(Stored data)
++++++++++
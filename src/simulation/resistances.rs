//! Road-load resistance forces
//!
//! Pure functions over speed, slope, and vehicle constants.

/// Air density at sea level [kg/m^3]
pub const AIR_DENSITY: f64 = 1.2041;

/// Gravitational acceleration [m/s^2]
pub const GRAVITY: f64 = 9.81;

/// Combined drag coefficient 0.5 * rho * cd * A for a given drag
/// coefficient and frontal area [m^2].
pub fn drag_coefficient(cd: f64, frontal_area: f64) -> f64 {
    0.5 * AIR_DENSITY * cd * frontal_area
}

/// Aerodynamic drag force at the given speed [N]
pub fn drag_force(drag_coefficient: f64, speed: f64) -> f64 {
    drag_coefficient * speed * speed
}

/// Rolling resistance force on a slope [N]
pub fn rolling_force(rolling_coefficient: f64, mass: f64, alpha: f64) -> f64 {
    rolling_coefficient * mass * GRAVITY * alpha.cos()
}

/// Downhill-negative gravity component along the road [N]
pub fn slope_force(mass: f64, alpha: f64) -> f64 {
    mass * GRAVITY * alpha.sin()
}

#[cfg(test)]
mod tests {
    use super::*;

    #[test]
    fn drag_grows_with_speed_squared() {
        let c = drag_coefficient(0.3, 2.0);
        assert!((c - 0.5 * AIR_DENSITY * 0.6).abs() < 1e-12);
        assert!((drag_force(c, 20.0) - 4.0 * drag_force(c, 10.0)).abs() < 1e-9);
    }

    #[test]
    fn slope_force_signed() {
        // uphill costs, downhill pushes
        assert!(slope_force(1500.0, 0.05) > 0.0);
        assert!(slope_force(1500.0, -0.05) < 0.0);
        assert_eq!(slope_force(1500.0, 0.0), 0.0);
    }

    #[test]
    fn rolling_force_flat_vs_slope() {
        let flat = rolling_force(0.015, 1500.0, 0.0);
        let hill = rolling_force(0.015, 1500.0, 0.3);
        assert!((flat - 0.015 * 1500.0 * GRAVITY).abs() < 1e-9);
        assert!(hill < flat);
    }
}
++++++++++
▸ **Exercise prompt**: Restate exactly the lines running from the line with "assert!(slope_force(1500.0, -0.05) <" to the end of the entries above, both ends included.

▸ **Answer for this exercise**:
        assert!(slope_force(1500.0, -0.05) < 0.0);
        assert_eq!(slope_force(1500.0, 0.0), 0.0);
    }

    #[test]
    fn rolling_force_flat_vs_slope() {
        let flat = rolling_force(0.015, 1500.0, 0.0);
        let hill = rolling_force(0.015, 1500.0, 0.3);
        assert!((flat - 0.015 * 1500.0 * GRAVITY).abs() < 1e-9);
        assert!(hill < flat);
    }
}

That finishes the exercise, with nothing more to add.